Alexander Held: Hey, Bart. So, right now, that must be Flux. Talos is really promising. I have like a love-hate relationship with it right now. And Falco.

Bart Farrell: And Alex, for people who don't know you, who are you and who do you work for?

Alexander Held: So full disclosure first, right now I'm free and freelancing and I'm basically just working for myself. That means I don't work for Mercedes-Benz Tech Innovation, which we'll be talking about a little bit today. And my thoughts and opinions are my own. not of them. Right now, I'm developing with a small team a low-cost cloud provider called Vyrt Cloud, where we want to provide managed Kubernetes services for under five euro and just regular VM boxes for even under one euro plus IP addresses. Another project I'm working on is called Classify. It's an AI document classification and workflow engine where you can ingest documents. from various places and execute engines on them. Stay tuned. They will be released soon.

Bart Farrell: Looking forward to that. Maybe we'll have to have another podcast episode about those too. That sounds great. Alex, how did you get into cloud native in the first place?

Alexander Held: So actually, I started my professional career kind of there. I started in a microservice team using Azure Service Fabric. And we built a decentralized ERP system for a medium-sized company. It kind of worked until it didn't. We had some scaling issues and it became pretty obvious for the ecosystem to move in a different direction than Azure Service Fabric. We eventually adopted Kubernetes and I think that was the right decision at that time. And then I just continued over there.

Bart Farrell: Okay. And what were you before getting into Cloud Native?

Alexander Held: I started programming when I was nine years old. My parents were both in the IT and coding was normal for me. And I think I started with C#. And then like during school, I did some Python, later some Swift. But then eventually I realized it's not just a hobby. And I started the job in the .NET field, C#.

Bart Farrell: Very cool. Wow, so you had a very early start. Alex, the Kubernetes ecosystem moves very quickly. How do you stay up to date with all the changes that are ongoing? What resources work best for you? And if you could go back in time and share one career tip with your younger self, what would it be?

Alexander Held: Well, I would say keep the complexity low, Alex, because back then I really preferred those fancy, shiny solutions, especially in .NET contexts or Java, it's really easy to get distracted by all those generics and factories and all those patterns. And then you end up like writing complex code where it's not even necessary. And most often they don't. The future me paid the price for that. So today I prefer like a more simpler approach because that scales just better mentally.

Bart Farrell: So as part of our monthly content discovery, we found an article that you wrote titled From Dumpster Fire to Sparkling Clean, SaaS with Kubernetes Operators and Garbage Collection. I must say this is probably the coolest title we've come across in our over 80 episodes that we've done this podcast, but we want to dive into this topic a little bit more. So Mercedes-Benz Tech Innovation has been offering managed services on Kubernetes since 2019, now serving over 500 projects. Can you tell us about the platform's evolution? And what drove the need for a major architectural change?
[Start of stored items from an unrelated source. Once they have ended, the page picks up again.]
use std::cmp::Ordering;

use crate::buffer::PageView;
use crate::common::{PageId, PAGE_SIZE};

use super::btree_page::{
    init_header, read_u32, set_size, write_u32, BTreePageHeader, IndexPageType,
    BTREE_PAGE_HEADER_SIZE,
};
use super::KeyComparator;

const CHILD_SIZE: usize = 4;

/// Number of `(key, child)` entries that fit in one internal page.
pub fn internal_page_capacity(key_size: usize) -> usize {
    (PAGE_SIZE - BTREE_PAGE_HEADER_SIZE) / (key_size + CHILD_SIZE)
}

/// Internal page layout.
///
/// ```text
/// | header (16) | key_0 | child_0 | key_1 | child_1 | ...
/// ```
///
/// `size` counts children. `key_0` is a sentinel and never compared; every
/// key reachable through `child_i` lies in `[key_i, key_{i+1})`.
pub struct InternalPage<B> {
    data: B,
}

pub type InternalPageRef<'a> = InternalPage<&'a [u8]>;
pub type InternalPageMut<'a> = InternalPage<&'a mut [u8]>;

impl<B: AsRef<[u8]>> PageView<B> for InternalPage<B> {
    fn from_bytes(data: B) -> Self {
        debug_assert_eq!(data.as_ref().len(), PAGE_SIZE);
        Self { data }
    }
}

impl<B: AsRef<[u8]>> BTreePageHeader for InternalPage<B> {
    fn bytes(&self) -> &[u8] {
        self.data.as_ref()
    }
}

impl<B: AsRef<[u8]>> InternalPage<B> {
    fn entry_size(&self) -> usize {
        self.key_size() + CHILD_SIZE
    }

    fn entry_offset(&self, index: usize) -> usize {
        BTREE_PAGE_HEADER_SIZE + index * self.entry_size()
    }

    pub fn key_at(&self, index: usize) -> &[u8] {
        let offset = self.entry_offset(index);
        &self.bytes()[offset..offset + self.key_size()]
    }

    pub fn value_at(&self, index: usize) -> PageId {
        PageId::new(read_u32(self.bytes(), self.entry_offset(index) + self.key_size()))
    }

    /// Slot holding `child`, if any.
    pub fn value_index(&self, child: PageId) -> Option<usize> {
        (0..self.size()).find(|&i| self.value_at(i) == child)
    }

    /// Greatest index `i` with `key_i <= key` (slot 0 when every separator
    /// is greater). Equal keys descend to the right.
    pub fn child_index<C: KeyComparator + ?Sized>(&self, key: &[u8], comparator: &C) -> usize {
        let mut left = 1;
        let mut right = self.size();

        while left < right {
            let mid = left + (right - left) / 2;
            if comparator.compare(self.key_at(mid), key) == Ordering::Greater {
                right = mid;
            } else {
                left = mid + 1;
            }
        }

        left - 1
    }

    pub fn lookup<C: KeyComparator + ?Sized>(&self, key: &[u8], comparator: &C) -> PageId {
        self.value_at(self.child_index(key, comparator))
    }
}

impl<B: AsRef<[u8]> + AsMut<[u8]>> InternalPage<B> {
    pub fn init(&mut self, max_size: usize, key_size: usize) {
        init_header(self.data.as_mut(), IndexPageType::Internal, max_size, key_size);
    }

    pub fn set_size(&mut self, size: usize) {
        set_size(self.data.as_mut(), size);
    }

    pub fn set_key_at(&mut self, index: usize, key: &[u8]) {
        let offset = self.entry_offset(index);
        let key_size = self.key_size();
        debug_assert_eq!(key.len(), key_size);
        self.data.as_mut()[offset..offset + key_size].copy_from_slice(key);
    }

    pub fn set_value_at(&mut self, index: usize, child: PageId) {
        let offset = self.entry_offset(index) + self.key_size();
        write_u32(self.data.as_mut(), offset, child.as_u32());
    }

    /// Turns an empty page into a root with two children.
    pub fn populate_new_root(&mut self, left: PageId, key: &[u8], right: PageId) {
        self.set_size(2);
        self.set_value_at(0, left);
        self.set_key_at(1, key);
        self.set_value_at(1, right);
    }

    /// Inserts at `index`, shifting later entries right.
    pub fn insert_at(&mut self, index: usize, key: &[u8], child: PageId) {
        let size = self.size();
        debug_assert!(index <= size);
        debug_assert!(self.entry_offset(size + 1) <= PAGE_SIZE);

        let start = self.entry_offset(index);
        let end = self.entry_offset(size);
        let entry_size = self.entry_size();
        self.data.as_mut().copy_within(start..end, start + entry_size);

        self.set_size(size + 1);
        self.set_key_at(index, key);
        self.set_value_at(index, child);
    }

    /// Inserts `(key, new_child)` right after `old_child`. Returns `false` if
    /// `old_child` is not referenced by this page.
    pub fn insert_after(&mut self, old_child: PageId, key: &[u8], new_child: PageId) -> bool {
        match self.value_index(old_child) {
            Some(index) => {
                self.insert_at(index + 1, key, new_child);
                true
            }
            None => false,
        }
    }

    pub fn remove_at(&mut self, index: usize) {
        let size = self.size();
        debug_assert!(index < size);

        let start = self.entry_offset(index);
        let next = self.entry_offset(index + 1);
        let end = self.entry_offset(size);
        self.data.as_mut().copy_within(next..end, start);

        self.set_size(size - 1);
    }

    fn append_range_to<R>(&self, from: usize, to: usize, recipient: &mut InternalPage<R>)
    where
        R: AsRef<[u8]> + AsMut<[u8]>,
    {
        let src = self.entry_offset(from);
        let len = self.entry_offset(to) - src;
        let recipient_size = recipient.size();
        let dst = recipient.entry_offset(recipient_size);

        recipient.data.as_mut()[dst..dst + len].copy_from_slice(&self.bytes()[src..src + len]);
        recipient.set_size(recipient_size + to - from);
    }

    /// Split helper: keeps the lower `size / 2` children and moves the rest to
    /// the (empty) `recipient`. The recipient's slot-0 key is the separator to
    /// push into the parent.
    pub fn move_half_to<R>(&mut self, recipient: &mut InternalPage<R>)
    where
        R: AsRef<[u8]> + AsMut<[u8]>,
    {
        let size = self.size();
        let keep = size / 2;
        self.append_range_to(keep, size, recipient);
        self.set_size(keep);
    }

    /// Merge helper: pulls the parent separator `middle_key` down into slot 0
    /// and appends every entry to `recipient`.
    pub fn move_all_to<R>(&mut self, recipient: &mut InternalPage<R>, middle_key: &[u8])
    where
        R: AsRef<[u8]> + AsMut<[u8]>,
    {
        self.set_key_at(0, middle_key);
        self.append_range_to(0, self.size(), recipient);
        self.set_size(0);
    }

    /// Redistribution helper for a left `recipient`. Afterwards `key_at(0)`
    /// holds the new parent separator.
    pub fn move_first_to_end_of<R>(&mut self, recipient: &mut InternalPage<R>, middle_key: &[u8])
    where
        R: AsRef<[u8]> + AsMut<[u8]>,
    {
        self.set_key_at(0, middle_key);
        self.append_range_to(0, 1, recipient);
        self.remove_at(0);
    }

    /// Redistribution helper for a right `recipient`. Afterwards the
    /// recipient's `key_at(0)` holds the new parent separator.
    pub fn move_last_to_front_of<R>(&mut self, recipient: &mut InternalPage<R>, middle_key: &[u8])
    where
        R: AsRef<[u8]> + AsMut<[u8]>,
    {
        let last = self.size() - 1;
        recipient.set_key_at(0, middle_key);
        recipient.insert_at(0, self.key_at(last), self.value_at(last));
        self.set_size(last);
    }
}
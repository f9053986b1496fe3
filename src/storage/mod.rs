pub mod disk;
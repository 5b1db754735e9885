//! # JIRA-SELECT
//!
//! 面向分页、字段不固定的工单数据源的类 SQL 查询引擎
//!
//! ## 核心能力
//!
//! - **查询定义**: select/from/where/filter/group_by/having/sort_by/limit/cap/expand/cache
//! - **表达式求值**: 受限表达式语言 (pest 语法 + 沙箱解释器), 字段别名与参数插值
//! - **结果模型**: 单条记录 / 分组记录统一求值接口 (分组时聚合成员值, 跳过 NULL)
//! - **数据源契约**: 可插拔的分页数据源 (issues / boards / sprints)
//! - **结果缓存**: 按查询指纹持久化, 读取时按最小新鲜度判定是否失效
//! - **执行流水线**: source → calculate → filter → group_by → having → sort_by → select
//!
//! ## 架构设计
//!
//! ```text
//! QueryDefinition (query/types)
//!     ↓
//! Executor (query/engine) ──→ MinimumRecencyCache (cache/)
//!     ↓
//! Source (source/) ← IssueTracker (外部连接)
//!     ↓
//! Stages (query/stages) ──→ Evaluator (dsl/)
//!     ↓
//! 输出行 (column → value)
//! ```

#![allow(dead_code)]

// ============================================================================
// 外部依赖
// ============================================================================

// 序列化
pub use serde;
pub use serde_json;

// 日志
pub use log;

// 错误处理
pub use thiserror;

// ============================================================================
// 内部模块
// ============================================================================

/// 表达式 DSL (语法/AST/解释器/函数表)
pub mod dsl;

/// 查询定义、结果模型与执行流水线
pub mod query;

/// 可插拔数据源
pub mod source;

/// 最小新鲜度缓存
pub mod cache;

/// 工具模块 (配置)
pub mod utils;

/// 可观测性 (日志 + Prometheus 指标)
pub mod observability;

// ============================================================================
// 重导出常用类型
// ============================================================================

pub use dsl::Value;
pub use query::{Executor, ExecutorBuilder, Query, QueryDefinition};
pub use source::tracker::{IssueTracker, StaticTracker};

/// 版本号 (参与缓存键计算, 升级后旧缓存自动失效)
pub const VERSION: &str = env!("CARGO_PKG_VERSION");

/// 应用名称
pub const APP_NAME: &str = "jira-select";

// ============================================================================
// 全局错误类型
// ============================================================================

/// 查询错误类型
#[derive(Debug, thiserror::Error)]
pub enum SelectError {
    #[error("Configuration error: {0}")]
    Configuration(String),

    #[error("Query error: {0}")]
    Query(String),

    #[error("Field {0} does not exist.")]
    FieldName(String),

    #[error("Parameter {{params.{0}}} found in expression, but no parameter was specified!")]
    ParameterMissing(String),

    #[error("Evaluation error: {0}")]
    Evaluation(String),

    #[error("Source error: {0}")]
    Source(String),

    #[error("Cache error: {0}")]
    Cache(String),

    #[error("IO error: {0}")]
    Io(#[from] std::io::Error),

    #[error("Serialization error: {0}")]
    Serialization(String),
}

impl SelectError {
    /// 是否为用户查询错误 (只中止当前查询, 不影响进程)
    pub fn is_user_error(&self) -> bool {
        matches!(
            self,
            SelectError::Query(_)
                | SelectError::FieldName(_)
                | SelectError::ParameterMissing(_)
                | SelectError::Evaluation(_)
        )
    }
}

impl From<serde_json::Error> for SelectError {
    fn from(e: serde_json::Error) -> Self {
        SelectError::Serialization(e.to_string())
    }
}

impl From<serde_yaml::Error> for SelectError {
    fn from(e: serde_yaml::Error) -> Self {
        SelectError::Serialization(e.to_string())
    }
}

pub type Result<T> = std::result::Result<T, SelectError>;

// ============================================================================
// 测试模块
// ============================================================================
Alexander Held: Sure. I think by the time we're speaking right now, that might be far over 500 projects right now. But back then, we had basically two teams. One team was more like a managed Kubernetes for in-house at Mercedes-Benz. And then our team was built on top of it. And we provided those managed services, for example, Postgres, MongoDB, like the ELK Stack or Prometheus, Grafana, all this kind of stuff that they need, just need to work properly in Kubernetes. And for all these different services, we had an operator, one operator and one CRD, where we, when the customer said, ah, I need like a 50 gigabytes Postgres database, every information would go into that CRD. And it was quite huge. It was extremely huge. I think if you unfolded everything in your code editor, then it would be like 2000 lines of code, just YAML and sometimes repeating itself. And it was like a mess. So we thought about splitting that up. And in the end, it turned out to be a really good decision.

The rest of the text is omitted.